### ASSIGNMENT
All entries below must be reproduced without a single change.

### DATA EXTRACTS
//! Feature Layout - Model Input Definition
//!
//! **CRITICAL: This file controls the schema the scoring oracle was trained on**
//!
//! ## Rules (NEVER break these):
//! 1. Add feature → increment FEATURE_VERSION
//! 2. Change order → increment FEATURE_VERSION
//! 3. Remove feature → increment FEATURE_VERSION
//!
//! Every name here is a context field (see `context::fields`). Booleans encode
//! as 0/1, absent fields as `NaN` (serialized as JSON `null`).

use crc32fast::Hasher;
use once_cell::sync::Lazy;
use serde::{Deserialize, Serialize};

use crate::error::ModelError;
use crate::logic::context::{FieldValue, TransactionContext};

// ============================================================================
// FEATURE VERSION
// ============================================================================

/// Current feature layout version
/// MUST be incremented when layout changes
pub const FEATURE_VERSION: u8 = 1;

// ============================================================================
// FEATURE LAYOUT (Authoritative source)
// ============================================================================

/// Feature names in exact order they appear in the vector
pub const FEATURE_LAYOUT: &[&str] = &[
    // === Transaction (0-2) ===
    "amount",                    // 0
    "account_age_days",          // 1
    "hour_of_day",               // 2

    // === User velocity (3-8) ===
    "user_count_1h",             // 3
    "user_count_24h",            // 4
    "user_sum_24h",              // 5
    "user_count_7d",             // 6
    "user_distinct_30d",         // 7: devices seen for this user
    "user_avg_amount_30d",       // 8

    // === Device / network velocity (9-11) ===
    "device_distinct_30d",       // 9: accounts on this device
    "ip_distinct_24h",           // 10: accounts behind this address
    "device_count_1h",           // 11

    // === Derived (12-13) ===
    "email_local_digits_ratio",  // 12
    "geo_mismatch",              // 13

    // === Signals (14-22) ===
    "device_risk_score",         // 14
    "device_emulator",           // 15
    "device_rooted",             // 16
    "ip_risk_score",             // 17
    "ip_proxy",                  // 18
    "ip_tor",                    // 19
    "identity_verified",         // 20
    "identity_match_score",      // 21
    "consortium_fraud_reports",  // 22
];

/// Total number of features
/// IMPORTANT: Must match FEATURE_LAYOUT.len()!
pub const FEATURE_COUNT: usize = 23;

// ============================================================================
// LAYOUT HASH
// ============================================================================

/// CRC32 over the version and the ordered feature names
pub fn compute_layout_hash() -> u32 {
    let mut hasher = Hasher::new();
    hasher.update(&[FEATURE_VERSION]);
    for name in FEATURE_LAYOUT {
        hasher.update(name.as_bytes());
        hasher.update(&[0]);
    }
    hasher.finalize()
}

static LAYOUT_HASH: Lazy<u32> = Lazy::new(compute_layout_hash);

pub fn layout_hash() -> u32 {
    *LAYOUT_HASH
}

#[derive(Debug, Clone, Serialize, Deserialize)]
pub struct LayoutInfo {
    pub version: u8,
    pub hash: u32,
    pub feature_count: usize,
    pub feature_names: Vec<String>,
}

impl LayoutInfo {
    pub fn current() -> Self {
        Self {
            version: FEATURE_VERSION,
            hash: layout_hash(),
            feature_count: FEATURE_COUNT,
            feature_names: FEATURE_LAYOUT.iter().map(|s| s.to_string()).collect(),
        }
    }
}

impl Default for LayoutInfo {
    fn default() -> Self {
        Self::current()
    }
}

/// Reject a model trained against another layout
pub fn validate_layout(hash: u32) -> Result<(), ModelError> {
    let expected = layout_hash();
    if hash != expected {
        return Err(ModelError::LayoutMismatch { expected, found: hash });
    }
    Ok(())
}

pub fn feature_index(name: &str) -> Option<usize> {
    FEATURE_LAYOUT.iter().position(|&n| n == name)
}

// ============================================================================
// FEATURE VECTOR
// ============================================================================

/// What the oracle receives for one transaction
#[derive(Debug, Clone, Serialize)]
pub struct FeatureVector {
    pub version: u8,
    pub layout_hash: u32,
    /// `NaN` = missing
    pub values: Vec<f32>,
}

impl FeatureVector {
    pub fn from_context(ctx: &TransactionContext) -> Self {
        let values = FEATURE_LAYOUT
            .iter()
            .map(|name| match ctx.get(name) {
                Some(FieldValue::Num(n)) => *n as f32,
                Some(FieldValue::Bool(b)) => {
                    if *b {
                        1.0
                    } else {
                        0.0
                    }
                }
                _ => f32::NAN,
            })
            .collect();

        Self {
            version: FEATURE_VERSION,
            layout_hash: layout_hash(),
            values,
        }
    }

    pub fn get(&self, name: &str) -> Option<f32> {
        feature_index(name).and_then(|i| self.values.get(i).copied())
    }

    pub fn missing_count(&self) -> usize {
        self.values.iter().filter(|v| v.is_nan()).count()
    }
}

#[cfg(test)]
mod tests {
    use super::*;
    use crate::logic::context::fields;

    #[test]
    fn test_feature_count() {
        assert_eq!(FEATURE_LAYOUT.len(), FEATURE_COUNT);
    }

    #[test]
    fn test_layout_hash_stable_and_validated() {
        assert_eq!(compute_layout_hash(), layout_hash());
        assert!(validate_layout(layout_hash()).is_ok());
        assert!(matches!(
            validate_layout(layout_hash().wrapping_add(1)),
            Err(ModelError::LayoutMismatch { .. })
        ));
    }

    #[test]
    fn test_layout_names_are_context_fields() {
        assert_eq!(feature_index(fields::AMOUNT), Some(0));
        assert!(feature_index(fields::GEO_MISMATCH).is_some());
        assert!(feature_index(fields::DEVICE_RISK_SCORE).is_some());
        assert!(feature_index(fields::USER_AVG_AMOUNT_30D).is_some());
    }

    #[test]
    fn test_vector_encodes_bools_and_missing() {
        let ctx = TransactionContext::builder()
            .set(fields::AMOUNT, 120.0)
            .set(fields::IP_TOR, true)
            .set(fields::GEO_MISMATCH, false)
            .set(fields::DEVICE_RISK_SCORE, "n/a")
            .build();
        let v = FeatureVector::from_context(&ctx);

        assert_eq!(v.values.len(), FEATURE_COUNT);
        assert_eq!(v.get("amount"), Some(120.0));
        assert_eq!(v.get("ip_tor"), Some(1.0));
        assert_eq!(v.get("geo_mismatch"), Some(0.0));
        assert!(v.get("device_risk_score").unwrap().is_nan());
        assert_eq!(v.missing_count(), FEATURE_COUNT - 3);

        let json = serde_json::to_value(&v).unwrap();
        assert!(json["values"][1].is_null());
    }
}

### TASK RESULT
//! Feature Layout - Model Input Definition
//!
//! **CRITICAL: This file controls the schema the scoring oracle was trained on**
//!
//! ## Rules (NEVER break these):
//! 1. Add feature → increment FEATURE_VERSION
//! 2. Change order → increment FEATURE_VERSION
//! 3. Remove feature → increment FEATURE_VERSION
//!
//! Every name here is a context field (see `context::fields`). Booleans encode
//! as 0/1, absent fields as `NaN` (serialized as JSON `null`).

use crc32fast::Hasher;
use once_cell::sync::Lazy;
use serde::{Deserialize, Serialize};

use crate::error::ModelError;
use crate::logic::context::{FieldValue, TransactionContext};

// ============================================================================
// FEATURE VERSION
// ============================================================================

/// Current feature layout version
/// MUST be incremented when layout changes
pub const FEATURE_VERSION: u8 = 1;

// ============================================================================
// FEATURE LAYOUT (Authoritative source)
// ============================================================================

/// Feature names in exact order they appear in the vector
pub const FEATURE_LAYOUT: &[&str] = &[
    // === Transaction (0-2) ===
    "amount",                    // 0
    "account_age_days",          // 1
    "hour_of_day",               // 2

    // === User velocity (3-8) ===
    "user_count_1h",             // 3
    "user_count_24h",            // 4
    "user_sum_24h",              // 5
    "user_count_7d",             // 6
    "user_distinct_30d",         // 7: devices seen for this user
    "user_avg_amount_30d",       // 8

    // === Device / network velocity (9-11) ===
    "device_distinct_30d",       // 9: accounts on this device
    "ip_distinct_24h",           // 10: accounts behind this address
    "device_count_1h",           // 11

    // === Derived (12-13) ===
    "email_local_digits_ratio",  // 12
    "geo_mismatch",              // 13

    // === Signals (14-22) ===
    "device_risk_score",         // 14
    "device_emulator",           // 15
    "device_rooted",             // 16
    "ip_risk_score",             // 17
    "ip_proxy",                  // 18
    "ip_tor",                    // 19
    "identity_verified",         // 20
    "identity_match_score",      // 21
    "consortium_fraud_reports",  // 22
];

/// Total number of features
/// IMPORTANT: Must match FEATURE_LAYOUT.len()!
pub const FEATURE_COUNT: usize = 23;

// ============================================================================
// LAYOUT HASH
// ============================================================================

/// CRC32 over the version and the ordered feature names
pub fn compute_layout_hash() -> u32 {
    let mut hasher = Hasher::new();
    hasher.update(&[FEATURE_VERSION]);
    for name in FEATURE_LAYOUT {
        hasher.update(name.as_bytes());
        hasher.update(&[0]);
    }
    hasher.finalize()
}

static LAYOUT_HASH: Lazy<u32> = Lazy::new(compute_layout_hash);

pub fn layout_hash() -> u32 {
    *LAYOUT_HASH
}

#[derive(Debug, Clone, Serialize, Deserialize)]
pub struct LayoutInfo {
    pub version: u8,
    pub hash: u32,
    pub feature_count: usize,
    pub feature_names: Vec<String>,
}

impl LayoutInfo {
    pub fn current() -> Self {
        Self {
            version: FEATURE_VERSION,
            hash: layout_hash(),
            feature_count: FEATURE_COUNT,
            feature_names: FEATURE_LAYOUT.iter().map(|s| s.to_string()).collect(),
        }
    }
}

impl Default for LayoutInfo {
    fn default() -> Self {
        Self::current()
    }
}

/// Reject a model trained against another layout
pub fn validate_layout(hash: u32) -> Result<(), ModelError> {
    let expected = layout_hash();
    if hash != expected {
        return Err(ModelError::LayoutMismatch { expected, found: hash });
    }
    Ok(())
}

pub fn feature_index(name: &str) -> Option<usize> {
    FEATURE_LAYOUT.iter().position(|&n| n == name)
}

// ============================================================================
// FEATURE VECTOR
// ============================================================================

/// What the oracle receives for one transaction
#[derive(Debug, Clone, Serialize)]
pub struct FeatureVector {
    pub version: u8,
    pub layout_hash: u32,
    /// `NaN` = missing
    pub values: Vec<f32>,
}

impl FeatureVector {
    pub fn from_context(ctx: &TransactionContext) -> Self {
        let values = FEATURE_LAYOUT
            .iter()
            .map(|name| match ctx.get(name) {
                Some(FieldValue::Num(n)) => *n as f32,
                Some(FieldValue::Bool(b)) => {
                    if *b {
                        1.0
                    } else {
                        0.0
                    }
                }
                _ => f32::NAN,
            })
            .collect();

        Self {
            version: FEATURE_VERSION,
            layout_hash: layout_hash(),
            values,
        }
    }

    pub fn get(&self, name: &str) -> Option<f32> {
        feature_index(name).and_then(|i| self.values.get(i).copied())
    }

    pub fn missing_count(&self) -> usize {
        self.values.iter().filter(|v| v.is_nan()).count()
    }
}

#[cfg(test)]
mod tests {
    use super::*;
    use crate::logic::context::fields;

    #[test]
    fn test_feature_count() {
        assert_eq!(FEATURE_LAYOUT.len(), FEATURE_COUNT);
    }

    #[test]
    fn test_layout_hash_stable_and_validated() {
        assert_eq!(compute_layout_hash(), layout_hash());
        assert!(validate_layout(layout_hash()).is_ok());
        assert!(matches!(
            validate_layout(layout_hash().wrapping_add(1)),
            Err(ModelError::LayoutMismatch { .. })
        ));
    }

    #[test]
    fn test_layout_names_are_context_fields() {
        assert_eq!(feature_index(fields::AMOUNT), Some(0));
        assert!(feature_index(fields::GEO_MISMATCH).is_some());
        assert!(feature_index(fields::DEVICE_RISK_SCORE).is_some());
        assert!(feature_index(fields::USER_AVG_AMOUNT_30D).is_some());
    }

    #[test]
    fn test_vector_encodes_bools_and_missing() {
        let ctx = TransactionContext::builder()
            .set(fields::AMOUNT, 120.0)
            .set(fields::IP_TOR, true)
            .set(fields::GEO_MISMATCH, false)
            .set(fields::DEVICE_RISK_SCORE, "n/a")
            .build();
        let v = FeatureVector::from_context(&ctx);

        assert_eq!(v.values.len(), FEATURE_COUNT);
        assert_eq!(v.get("amount"), Some(120.0));
        assert_eq!(v.get("ip_tor"), Some(1.0));
        assert_eq!(v.get("geo_mismatch"), Some(0.0));
        assert!(v.get("device_risk_score").unwrap().is_nan());
        assert_eq!(v.missing_count(), FEATURE_COUNT - 3);

        let json = serde_json::to_value(&v).unwrap();
        assert!(json["values"][1].is_null());
    }
}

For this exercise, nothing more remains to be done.